What you need to do
Copy each line from the entries that the word "false" appears in.

Data items
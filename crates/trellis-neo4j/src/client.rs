//! Neo4j Server REST client

use serde_json::{json, Value as JsonValue};
use std::fmt;

use trellis_core::client::{index_for_write, register_scripts, write_index_entries};
use trellis_core::{
    handle_response, BaseType, Client, ClientContext, Config, Direction, ElementId, HttpRequest,
    HttpTransport, IndexKind, IndexRef, IndexWrite, JsonMap, Record, Response, Result, Transport,
    TrellisError,
};

use crate::record::{class_segment, Neo4jResponse, NODE_AUTO_INDEX, RELATIONSHIP_AUTO_INDEX};

/// Namespace the bundled scripts are registered under
pub const SCRIPT_NAMESPACE: &str = "gremlin";

const GREMLIN_SCRIPTS: &str = include_str!("gremlin.groovy");

/// Client for the Neo4j Server REST API
pub struct Neo4jClient {
    context: ClientContext,
    transport: Box<dyn Transport>,
}

impl fmt::Debug for Neo4jClient {
    fn fmt(&self, f: &mut fmt::Formatter<'_>) -> fmt::Result {
        f.debug_struct("Neo4jClient")
            .field("root", &self.context.config().root())
            .finish()
    }
}

fn auto_index_name(base: BaseType) -> &'static str {
    match base {
        BaseType::Vertex => NODE_AUTO_INDEX,
        BaseType::Edge => RELATIONSHIP_AUTO_INDEX,
    }
}

fn is_auto_index(index: &IndexRef) -> bool {
    index.kind == IndexKind::Automatic || index.name == auto_index_name(index.base)
}

/// Neo4j rejects null property values
fn strip_nulls(data: &JsonMap) -> JsonMap {
    data.iter()
        .filter(|(_, v)| !v.is_null())
        .map(|(k, v)| (k.clone(), v.clone()))
        .collect()
}

/// Index values travel as path segments
fn value_segment(value: &JsonValue) -> String {
    match value {
        JsonValue::String(s) => s.clone(),
        other => other.to_string(),
    }
}

fn direction_segment(direction: Direction) -> &'static str {
    match direction {
        Direction::Out => "out",
        Direction::In => "in",
        Direction::Both => "all",
    }
}

impl Neo4jClient {
    /// Connect over HTTP
    pub fn new(config: Config) -> Result<Self> {
        let transport = HttpTransport::from_config(&config)?;
        Self::with_transport(config, Box::new(transport))
    }

    /// Use a custom transport
    pub fn with_transport(config: Config, transport: Box<dyn Transport>) -> Result<Self> {
        config.validate()?;
        let context = ClientContext::new(config);
        register_scripts(&context, SCRIPT_NAMESPACE, GREMLIN_SCRIPTS)?;
        Ok(Self { context, transport })
    }

    fn send(&self, request: HttpRequest) -> Result<Neo4jResponse> {
        let method = request.method;
        let path = request.path();
        let response = self.transport.send(request)?;
        tracing::debug!("neo4j {} {} -> {}", method, path, response.status);
        handle_response(response.status, &response.body)?;
        Neo4jResponse::from_http(response)
    }

    fn locator(&self, base: BaseType, id: &ElementId) -> String {
        format!("{}/{}/{}", self.config().root(), class_segment(base), id)
    }

    fn auto_template(&self, base: BaseType) -> JsonValue {
        json!({
            "template": format!(
                "{}/index/auto/{}/{{key}}/{{value}}",
                self.config().root(),
                class_segment(base)
            )
        })
    }

    fn index_segments(index: &IndexRef) -> Vec<String> {
        if is_auto_index(index) {
            vec![
                "index".to_string(),
                "auto".to_string(),
                class_segment(index.base).to_string(),
            ]
        } else {
            vec![
                "index".to_string(),
                class_segment(index.base).to_string(),
                index.name.clone(),
            ]
        }
    }

    /// Index an element just written, per the caller's index target
    fn index_written(
        &self,
        base: BaseType,
        response: &dyn Response,
        data: &JsonMap,
        index: Option<IndexWrite<'_>>,
        replace: bool,
    ) -> Result<()> {
        let Some(write) = index else {
            return Ok(());
        };
        let id = response
            .one()?
            .and_then(|record| record.id())
            .ok_or_else(|| TrellisError::Decode(format!("neo4j returned no {base} to index")))?;
        let target = index_for_write(self, base, write.name);
        write_index_entries(self, &target, &id, data, write.keys, replace, None)
    }

    fn delete_element(&self, base: BaseType, id: &ElementId) -> Result<Box<dyn Response>> {
        let request = HttpRequest::delete([class_segment(base).to_string(), id.to_string()]);
        Ok(Box::new(self.send(request)?))
    }
}

impl Client for Neo4jClient {
    fn context(&self) -> &ClientContext {
        &self.context
    }

    fn backend(&self) -> &str {
        "neo4j"
    }

    fn create_vertex(
        &self,
        data: &JsonMap,
        index: Option<IndexWrite<'_>>,
    ) -> Result<Box<dyn Response>> {
        let data = strip_nulls(data);
        let request = HttpRequest::post(["node"]).json(JsonValue::Object(data.clone()));
        let response = self.send(request)?;
        self.index_written(BaseType::Vertex, &response, &data, index, false)?;
        Ok(Box::new(response))
    }

    fn get_vertex(&self, id: &ElementId) -> Result<Box<dyn Response>> {
        Ok(Box::new(self.send(HttpRequest::get(["node".to_string(), id.to_string()]))?))
    }

    fn update_vertex(
        &self,
        id: &ElementId,
        data: &JsonMap,
        index: Option<IndexWrite<'_>>,
    ) -> Result<Box<dyn Response>> {
        let data = strip_nulls(data);
        let request =
            HttpRequest::put(["node".to_string(), id.to_string(), "properties".to_string()])
                .json(JsonValue::Object(data.clone()));
        self.send(request)?;
        let response = self.get_vertex(id)?;
        self.index_written(BaseType::Vertex, response.as_ref(), &data, index, true)?;
        Ok(response)
    }

    /// Deletes the node's relationships first; Neo4j refuses to orphan them
    fn delete_vertex(&self, id: &ElementId) -> Result<Box<dyn Response>> {
        let relationships = self.vertex_edges(id, Direction::Both, None)?;
        for record in relationships.results() {
            if let Some(edge_id) = record.id() {
                self.delete_edge(&edge_id)?;
            }
        }
        self.delete_element(BaseType::Vertex, id)
    }

    fn create_edge(
        &self,
        out_v: &ElementId,
        label: &str,
        in_v: &ElementId,
        data: &JsonMap,
        index: Option<IndexWrite<'_>>,
    ) -> Result<Box<dyn Response>> {
        let data = strip_nulls(data);
        let segments = [
            "node".to_string(),
            out_v.to_string(),
            "relationships".to_string(),
        ];
        let request = HttpRequest::post(segments).json(json!({
            "to": self.locator(BaseType::Vertex, in_v),
            "type": label,
            "data": data,
        }));
        let response = self.send(request)?;
        self.index_written(BaseType::Edge, &response, &data, index, false)?;
        Ok(Box::new(response))
    }

    fn get_edge(&self, id: &ElementId) -> Result<Box<dyn Response>> {
        Ok(Box::new(self.send(HttpRequest::get([
            "relationship".to_string(),
            id.to_string(),
        ]))?))
    }

    fn update_edge(
        &self,
        id: &ElementId,
        data: &JsonMap,
        index: Option<IndexWrite<'_>>,
    ) -> Result<Box<dyn Response>> {
        let data = strip_nulls(data);
        let request = HttpRequest::put([
            "relationship".to_string(),
            id.to_string(),
            "properties".to_string(),
        ])
        .json(JsonValue::Object(data.clone()));
        self.send(request)?;
        let response = self.get_edge(id)?;
        self.index_written(BaseType::Edge, response.as_ref(), &data, index, true)?;
        Ok(response)
    }

    fn delete_edge(&self, id: &ElementId) -> Result<Box<dyn Response>> {
        self.delete_element(BaseType::Edge, id)
    }

    fn vertex_edges(
        &self,
        id: &ElementId,
        direction: Direction,
        label: Option<&str>,
    ) -> Result<Box<dyn Response>> {
        let mut segments = vec![
            "node".to_string(),
            id.to_string(),
            "relationships".to_string(),
            direction_segment(direction).to_string(),
        ];
        if let Some(label) = label {
            segments.push(label.to_string());
        }
        Ok(Box::new(self.send(HttpRequest::get(segments))?))
    }

    /// Resolved from relationship endpoints, one node read per neighbor
    fn adjacent_vertices(
        &self,
        id: &ElementId,
        direction: Direction,
        label: Option<&str>,
    ) -> Result<Box<dyn Response>> {
        let edges = self.vertex_edges(id, direction, label)?;
        let mut nodes = Vec::new();
        for record in edges.results() {
            let neighbor = match (record.out_v(), record.in_v()) {
                (Some(out_v), Some(in_v)) if &out_v == id => in_v,
                (Some(out_v), Some(_)) => out_v,
                _ => continue,
            };
            let node = self.send(HttpRequest::get(["node".to_string(), neighbor.to_string()]))?;
            if let Some(raw) = node.content() {
                nodes.push(raw.clone());
            }
        }
        Ok(Box::new(Neo4jResponse::synthetic(JsonValue::Array(nodes))))
    }

    fn create_index(&self, index: &IndexRef) -> Result<Box<dyn Response>> {
        if is_auto_index(index) {
            let class = class_segment(index.base);
            self.send(
                HttpRequest::put(["index", "auto", class, "status"]).json(JsonValue::Bool(true)),
            )?;
            return Ok(Box::new(Neo4jResponse::synthetic(self.auto_template(index.base))));
        }
        let request = HttpRequest::post(["index", class_segment(index.base)]).json(json!({
            "name": index.name,
            "config": {"type": "exact", "provider": "lucene"},
        }));
        Ok(Box::new(self.send(request)?))
    }

    fn get_index(&self, base: BaseType, name: &str) -> Result<Box<dyn Response>> {
        let class = class_segment(base);
        if name == auto_index_name(base) {
            let status = self.send(HttpRequest::get(["index", "auto", class, "status"]))?;
            return match status.content() {
                Some(JsonValue::Bool(true)) => {
                    Ok(Box::new(Neo4jResponse::synthetic(self.auto_template(base))))
                }
                _ => Err(TrellisError::NotFound(format!("{name} is disabled"))),
            };
        }
        let listing = self.send(HttpRequest::get(["index", class]))?;
        listing
            .content()
            .and_then(|content| content.get(name))
            .map(|info| Box::new(Neo4jResponse::synthetic(info.clone())) as Box<dyn Response>)
            .ok_or_else(|| TrellisError::NotFound(format!("{base} index '{name}'")))
    }

    fn delete_index(&self, base: BaseType, name: &str) -> Result<Box<dyn Response>> {
        if name == auto_index_name(base) {
            return Err(TrellisError::Unsupported(format!(
                "{name} is configured on the server"
            )));
        }
        let request = HttpRequest::delete(["index", class_segment(base), name]);
        Ok(Box::new(self.send(request)?))
    }

    fn put_index_entry(
        &self,
        index: &IndexRef,
        key: &str,
        value: &JsonValue,
        id: &ElementId,
    ) -> Result<Box<dyn Response>> {
        if is_auto_index(index) {
            return Err(TrellisError::ReadOnly(format!("{} is automatic", index.name)));
        }
        let request = HttpRequest::post(Self::index_segments(index)).json(json!({
            "key": key,
            "value": value,
            "uri": self.locator(index.base, id),
        }));
        Ok(Box::new(self.send(request)?))
    }

    fn lookup_index(
        &self,
        index: &IndexRef,
        key: &str,
        value: &JsonValue,
    ) -> Result<Box<dyn Response>> {
        let mut segments = Self::index_segments(index);
        segments.push(key.to_string());
        segments.push(value_segment(value));
        Ok(Box::new(self.send(HttpRequest::get(segments))?))
    }

    fn remove_index_entry(
        &self,
        index: &IndexRef,
        id: &ElementId,
        key: Option<&str>,
        value: Option<&JsonValue>,
    ) -> Result<Box<dyn Response>> {
        if is_auto_index(index) {
            return Err(TrellisError::ReadOnly(format!("{} is automatic", index.name)));
        }
        let mut segments = Self::index_segments(index);
        if let Some(key) = key {
            segments.push(key.to_string());
            if let Some(value) = value {
                segments.push(value_segment(value));
            }
        }
        segments.push(id.to_string());
        Ok(Box::new(self.send(HttpRequest::delete(segments))?))
    }

    /// Neo4j has no count endpoint; counts the lookup
    fn count_index(&self, index: &IndexRef, key: &str, value: &JsonValue) -> Result<u64> {
        let response = self.lookup_index(index, key, value)?;
        Ok(response.total_size() as u64)
    }

    fn gremlin(&self, script: &str, params: &JsonMap) -> Result<Box<dyn Response>> {
        let request = HttpRequest::post(["ext", "GremlinPlugin", "graphdb", "execute_script"])
            .json(json!({"script": script, "params": params}));
        Ok(Box::new(self.send(request)?))
    }
}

Result
        self.index_written(BaseType::Vertex, &response, &data, index, false)?;
        self.index_written(BaseType::Edge, &response, &data, index, false)?;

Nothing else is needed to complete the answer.